EXERCISE: From the records below, determine the number of lines containing "mode". Output that number alone.
=== Begin Enclosure ===
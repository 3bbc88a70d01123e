/// Minimal Stripe REST client
///
/// Stripe takes `application/x-www-form-urlencoded` bodies with bracketed
/// keys for nested fields (`line_items[0][price]`). Each POST carries a fresh
/// `Idempotency-Key`.

use super::{BillingCycle, BillingError};
use serde::Deserialize;
use std::time::Duration;
use uuid::Uuid;

pub const STRIPE_API_BASE: &str = "https://api.stripe.com/v1";

#[derive(Debug, Clone)]
pub struct StripeClient {
    http: reqwest::Client,
    secret_key: String,
    api_base: String,
}

/// Inputs for a subscription checkout session
#[derive(Debug, Clone)]
pub struct CheckoutRequest<'a> {
    pub price_id: &'a str,
    pub customer_email: &'a str,
    pub user_id: i64,
    pub tier: &'a str,
    pub cycle: BillingCycle,
    pub success_url: String,
    pub cancel_url: String,
}

#[derive(Debug, Clone, Deserialize)]
pub struct CheckoutSession {
    pub id: String,
    pub url: Option<String>,
}

#[derive(Debug, Clone, Deserialize)]
pub struct PortalSession {
    pub id: String,
    pub url: String,
}

#[derive(Deserialize)]
struct StripeErrorBody {
    error: StripeErrorDetail,
}

#[derive(Deserialize)]
struct StripeErrorDetail {
    message: Option<String>,
}

impl CheckoutRequest<'_> {
    /// Form fields for `POST /v1/checkout/sessions`
    pub fn form(&self) -> Vec<(&'static str, String)> {
        let user_id = self.user_id.to_string();
        vec![
            ("mode", "subscription".to_string()),
            ("payment_method_types[0]", "card".to_string()),
            ("line_items[0][price]", self.price_id.to_string()),
            ("line_items[0][quantity]", "1".to_string()),
            ("success_url", self.success_url.clone()),
            ("cancel_url", self.cancel_url.clone()),
            ("customer_email", self.customer_email.to_string()),
            ("metadata[userId]", user_id.clone()),
            ("metadata[tier]", self.tier.to_string()),
            ("metadata[billingCycle]", self.cycle.as_str().to_string()),
            ("subscription_data[metadata][userId]", user_id),
        ]
    }
}

impl StripeClient {
    pub fn new(secret_key: impl Into<String>) -> Result<Self, BillingError> {
        let http = reqwest::Client::builder()
            .timeout(Duration::from_secs(20))
            .build()?;

        Ok(Self {
            http,
            secret_key: secret_key.into(),
            api_base: STRIPE_API_BASE.to_string(),
        })
    }

    /// Points the client at a different API base, e.g. stripe-mock
    pub fn with_api_base(mut self, api_base: impl Into<String>) -> Self {
        self.api_base = api_base.into().trim_end_matches('/').to_string();
        self
    }

    pub async fn create_checkout_session(
        &self,
        request: &CheckoutRequest<'_>,
    ) -> Result<CheckoutSession, BillingError> {
        self.post_form("checkout/sessions", &request.form()).await
    }

    pub async fn create_portal_session(
        &self,
        customer_id: &str,
        return_url: &str,
    ) -> Result<PortalSession, BillingError> {
        let form = vec![
            ("customer", customer_id.to_string()),
            ("return_url", return_url.to_string()),
        ];
        self.post_form("billing_portal/sessions", &form).await
    }

    async fn post_form<T: for<'de> Deserialize<'de>>(
        &self,
        path: &str,
        form: &[(&'static str, String)],
    ) -> Result<T, BillingError> {
        let url = format!("{}/{}", self.api_base, path);

        let response = self
            .http
            .post(&url)
            .basic_auth(&self.secret_key, Option::<&str>::None)
            .header("Idempotency-Key", Uuid::new_v4().to_string())
            .form(form)
            .send()
            .await?;

        let status = response.status();
        if !status.is_success() {
            let message = response
                .json::<StripeErrorBody>()
                .await
                .ok()
                .and_then(|body| body.error.message)
                .unwrap_or_else(|| "unknown error".to_string());

            tracing::error!(status = status.as_u16(), path, %message, "Stripe request failed");
            return Err(BillingError::Api {
                status: status.as_u16(),
                message,
            });
        }

        Ok(response.json::<T>().await?)
    }
}

#[cfg(test)]
mod tests {
    use super::*;

    #[test]
    fn test_checkout_form_fields() {
        let request = CheckoutRequest {
            price_id: "price_123",
            customer_email: "sam@example.com",
            user_id: 42,
            tier: "premium",
            cycle: BillingCycle::Annual,
            success_url: "https://www.collegecomps.com/subscription?success=true".to_string(),
            cancel_url: "https://www.collegecomps.com/pricing?canceled=true".to_string(),
        };

        let form = request.form();
        let get = |key: &str| {
            form.iter()
                .find(|(k, _)| *k == key)
                .map(|(_, v)| v.as_str())
        };

        assert_eq!(get("mode"), Some("subscription"));
        assert_eq!(get("line_items[0][price]"), Some("price_123"));
        assert_eq!(get("metadata[userId]"), Some("42"));
        assert_eq!(get("metadata[billingCycle]"), Some("annual"));
        assert_eq!(get("subscription_data[metadata][userId]"), Some("42"));
    }

    #[test]
    fn test_api_base_trailing_slash() {
        let client = StripeClient::new("sk_test").unwrap().with_api_base("http://localhost:12111/v1/");
        assert_eq!(client.api_base, "http://localhost:12111/v1");
    }
}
=== End Enclosure ===
OUTPUT FOR THIS EXERCISE: 2